On Sunday morning, Newark Mayor Cory Booker (D) appeared on “Meet the Press” and said Hurricane Irene, which hit New Jersey pretty hard, offered a reminder about the importance of infrastructure upgrades.
“We’re seeing, in the city of Newark, lots of flooding and problems because our infrastructure is getting very aged, and we haven’t had the kind of investment or the resources to put the investment into it to keep our infrastructure strong and safe,” Booker explained.
The mayor is, of course, entirely right. Improved infrastructure obviously can’t prevent a hurricane, but it can help minimize damage after a storm has hit an area. Strengthened roads, bridges, and levees can make an enormous difference.
But bolstered infrastructure goes even further. Brad Plumer explained today that the power grid falls under “infrastructure,” too.
Hurricane Irene wasn’t the doomsday device many were predicting, but it still managed to snap enough power lines to leave more than 5 million people in 13 states without electricity. […]
That’s why energy writers and tech types have seized on the Irene blackouts to make a renewed pitch for smarter grid technology. This past July, officials from ComEd, the largest utility in Illinois, laid out how technology that allows two-way communication between the utility and the grid could have helped prevent blackouts during severe storms. The utility would have immediately known which customers were without power, rather than waiting for frantic phone calls to roll in, and could have pinpointed outage areas and prevented them from becoming widespread — by rerouting power, say. […]
[W]idespread blackouts aren’t just an unavoidable fact of life. Just as sturdy building codes save lives during earthquakes, better electric infrastructure can prevent outages.
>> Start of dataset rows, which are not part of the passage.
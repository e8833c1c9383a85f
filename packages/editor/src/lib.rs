//! # Library Hierarchy Editor
//!
//! Synchronization and consistency layer between a hierarchy document
//! held by a host and the diagram surface editing it.
//!
//! ## Architecture
//!
//! ```text
//! ┌─────────────────────────────────────────────┐
//! │ document: codec, validator, export          │
//! └─────────────────────────────────────────────┘
//!                     ↓
//! ┌─────────────────────────────────────────────┐
//! │ editor: EditSession                         │
//! │  - Import external documents, skip echoes   │
//! │  - Mutations with undo/redo and dirty flag  │
//! │  - Lock-gated editing                       │
//! │  - Validate → encode → publish on save      │
//! │  - Navigation into child libraries          │
//! └─────────────────────────────────────────────┘
//!                     ↓
//! ┌─────────────────────────────────────────────┐
//! │ host: document value, save command,         │
//! │       clicked-library channel, lock inputs  │
//! └─────────────────────────────────────────────┘
//! ```
//!
//! ## Core Principles
//!
//! 1. **Tree is source of truth**: parents and the adjacency view are derived from edges
//! 2. **Fail closed**: anything uncertain about the lock means read-only
//! 3. **Validate at save time only**: edits may pass through invalid states
//! 4. **Check before execute**: host commands run only through a ready capability
//!
//! ## Usage
//!
//! ```rust,ignore
//! use hierarchy_editor::{EditSession, LockState, Mutation, SessionConfig};
//!
//! let mut session = EditSession::init(SessionConfig::default(), host, document, Some("Acme"));
//! session.on_lock_changed(LockState::owned_by("me@acme.test"), false);
//!
//! let create = Mutation::create_library(session.tree(), 200.0, 240.0, now_millis);
//! session.apply(&create)?;
//! session.save()?;
//! ```

mod config;
mod errors;
mod host;
mod lock;
mod mutations;
mod navigation;
mod notices;
mod session;
mod undo_stack;

pub use config::SessionConfig;
pub use errors::{EditorError, EditorResult};
pub use host::{
    ActionCapability, ChannelStatus, CountingCommand, DocumentPort, Host, HostCommand, HostError,
    NavigationPort, ReadyAction,
};
pub use lock::{is_editable, LockCoordinator, LockState};
pub use mutations::{
    ConnectionSnapshot, LibraryChanges, LibrarySnapshot, Mutation, MutationError,
    CONNECTION_ELEMENT_PREFIX, LIBRARY_ELEMENT_PREFIX, NEW_LIBRARY_NAME,
};
pub use navigation::{DispatchOutcome, NavigationGate, NavigationState, RequestOutcome};
pub use notices::{Notice, NoticeBoard, NoticeKind, MAX_NOTICE_DURATION, MIN_NOTICE_DURATION};
pub use session::{
    Clock, EditSession, ImportOutcome, MonotonicClock, DEFAULT_TITLE, SAVE_BEFORE_NAVIGATING,
};
pub use undo_stack::{ChangeTracker, HistoryError, MutationBatch};

// Re-export document types for convenience
pub use hierarchy_document::{ExportBlob, HierarchyTree, LibraryNode, ParentEdge};

/// Milliseconds since the Unix epoch, the token new ids are built from
pub fn now_millis() -> i64 {
    chrono::Utc::now().timestamp_millis()
}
A year ago, Michael Grunwald had a fantastic article about the Recovery Act, which noted, among other things, the smart-grid investments made through the stimulus. The money was well spent, but it was a modest down payment on a far more expensive national system.
But this is exactly the kind of infrastructure investment that should enjoy broad support. Even if communities which lost power after a storm aren’t your top concern, and even if one ignores the environmental benefits that come with a smart grid, the lost productivity that comes with power outages hurts the economy every year.
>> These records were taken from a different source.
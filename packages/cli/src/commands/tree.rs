use super::{document_path, load_tree};
use crate::config::Config;
use anyhow::Result;
use clap::Args;
use colored::Colorize;
use hierarchy_document::{validate, HierarchyTree, LibraryNode};
use std::collections::HashSet;
use std::path::PathBuf;

#[derive(Args, Debug)]
pub struct TreeArgs {
    /// Hierarchy document, defaults to the configured one
    pub input: Option<PathBuf>,

    /// Output format (text, json)
    #[arg(short, long, default_value = "text")]
    pub format: String,
}

pub fn tree(args: TreeArgs, cwd: &str) -> Result<()> {
    let config = Config::load(cwd)?;
    let path = document_path(args.input, &config, cwd);
    let tree = load_tree(&path, config.root_name())?;

    if args.format == "json" {
        let nodes: Vec<&LibraryNode> = tree.nodes().collect();
        let edges: Vec<_> = tree.edges().collect();
        let json = serde_json::json!({ "libraries": nodes, "connections": edges });
        println!("{}", serde_json::to_string_pretty(&json)?);
        return Ok(());
    }

    print!("{}", render_tree(&tree));
    print_violations(&tree);
    Ok(())
}

/// Warn about every library that breaks a save-time rule
pub fn print_violations(tree: &HierarchyTree) {
    for violation in validate(tree).violations {
        println!(
            "  {} [{}] {}",
            "error".red().bold(),
            violation.library_id,
            violation.message
        );
    }
}

/// Draw the hierarchy with box-drawing guides.
///
/// Libraries without a parent start their own tree, the root first. A
/// library with several parents is drawn under each of them, and a cycle is
/// cut where it would repeat an ancestor.
pub fn render_tree(tree: &HierarchyTree) -> String {
    let mut out = String::new();
    let mut seen = HashSet::new();
    let mut path = Vec::new();

    let tops = tree
        .nodes()
        .filter(|node| tree.parent_ids(&node.id).is_empty());
    for node in tops {
        render_node(tree, node, "", None, &mut path, &mut seen, &mut out);
    }

    // Libraries only reachable through a cycle
    for node in tree.nodes() {
        if !seen.contains(node.id.as_str()) {
            render_node(tree, node, "", None, &mut path, &mut seen, &mut out);
        }
    }

    out
}

fn render_node<'a>(
    tree: &'a HierarchyTree,
    node: &'a LibraryNode,
    prefix: &str,
    last: Option<bool>,
    path: &mut Vec<&'a str>,
    seen: &mut HashSet<&'a str>,
    out: &mut String,
) {
    let guide = match last {
        None => "",
        Some(true) => "└── ",
        Some(false) => "├── ",
    };

    if path.contains(&node.id.as_str()) {
        out.push_str(&format!("{}{}{} [{}] (cycle)\n", prefix, guide, node.name, node.id));
        return;
    }
    out.push_str(&format!("{}{}{} [{}]\n", prefix, guide, node.name, node.id));
    seen.insert(node.id.as_str());

    let child_prefix = match last {
        None => prefix.to_string(),
        Some(true) => format!("{}    ", prefix),
        Some(false) => format!("{}│   ", prefix),
    };

    path.push(node.id.as_str());
    let children = tree.children(&node.id);
    let count = children.len();
    for (i, child) in children.into_iter().enumerate() {
        render_node(tree, child, &child_prefix, Some(i + 1 == count), path, seen, out);
    }
    path.pop();
}
//! Error types for the editor

use thiserror::Error;

pub type EditorResult<T> = Result<T, EditorError>;

#[derive(Error, Debug)]
pub enum EditorError {
    #[error("Document error: {0}")]
    Document(#[from] hierarchy_document::DocumentError),

    #[error("Mutation error: {0}")]
    Mutation(#[from] crate::mutations::MutationError),

    #[error("History error: {0}")]
    History(#[from] crate::undo_stack::HistoryError),

    #[error("Document is read-only")]
    ReadOnly,

    #[error("Hierarchy is invalid: {}", violations.join(" "))]
    Validation { violations: Vec<String> },

    #[error("Could not publish document: {0}")]
    Persistence(String),
}

impl From<crate::host::HostError> for EditorError {
    fn from(e: crate::host::HostError) -> Self {
        EditorError::Persistence(e.0)
    }
}

impl EditorError {
    /// Violation messages when a save was blocked by validation
    pub fn violations(&self) -> &[String] {
        match self {
            EditorError::Validation { violations } => violations,
            _ => &[],
        }
    }
}
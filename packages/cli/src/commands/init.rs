use crate::config::{Config, DEFAULT_CONFIG_NAME};
use anyhow::Result;
use clap::Args;
use colored::Colorize;
use hierarchy_document::{default_tree, encode};
use std::fs;
use std::path::PathBuf;

#[derive(Debug, Args)]
pub struct InitArgs {
    /// Framework name, used for the root library
    #[arg(short, long)]
    pub name: Option<String>,

    /// Hierarchy document to create
    #[arg(short, long, default_value = "hierarchy.bpmn")]
    pub document: String,

    /// Force overwrite existing config
    #[arg(short, long)]
    pub force: bool,
}

pub fn init(args: InitArgs, cwd: &str) -> Result<()> {
    let config_path = PathBuf::from(cwd).join(DEFAULT_CONFIG_NAME);

    if config_path.exists() && !args.force {
        println!(
            "{} {} already exists",
            "⚠️".yellow(),
            DEFAULT_CONFIG_NAME.bright_white()
        );
        println!("Use --force to overwrite");
        return Ok(());
    }

    println!("{}", "📝 Initializing library hierarchy...".bright_blue().bold());

    let config = Config {
        document: args.document.clone(),
        framework_name: args.name.clone(),
        ..Config::default()
    };

    // An existing document is never replaced, even with --force.
    let document_path = config.get_document_path(cwd);
    if !document_path.exists() {
        if let Some(parent) = document_path.parent() {
            fs::create_dir_all(parent)?;
        }
        let document = encode(&default_tree(config.root_name()))?;
        fs::write(&document_path, document)?;
        println!("  {} Created {}", "✓".green(), args.document);
    }

    let config_json = serde_json::to_string_pretty(&config)?;
    fs::write(&config_path, config_json)?;
    println!("  {} Created {}", "✓".green(), DEFAULT_CONFIG_NAME);

    println!();
    println!("{}", "✅ Hierarchy initialized!".green().bold());
    println!();
    println!("Next steps:");
    println!("  1. Run: hierarchy tree");
    println!("  2. Run: hierarchy watch");

    Ok(())
}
Republicans tend to oppose these investments, almost reflexively, because spending money is, you know, bad or something. They’re also opposed to more traditional forms of infrastructure investments — roads, bridges, levees — because they say job creation is less important than deficit reduction.
But as far as the larger policy priorities are concerned, Hurricane Irene should have been the latest in a series of wake-up calls.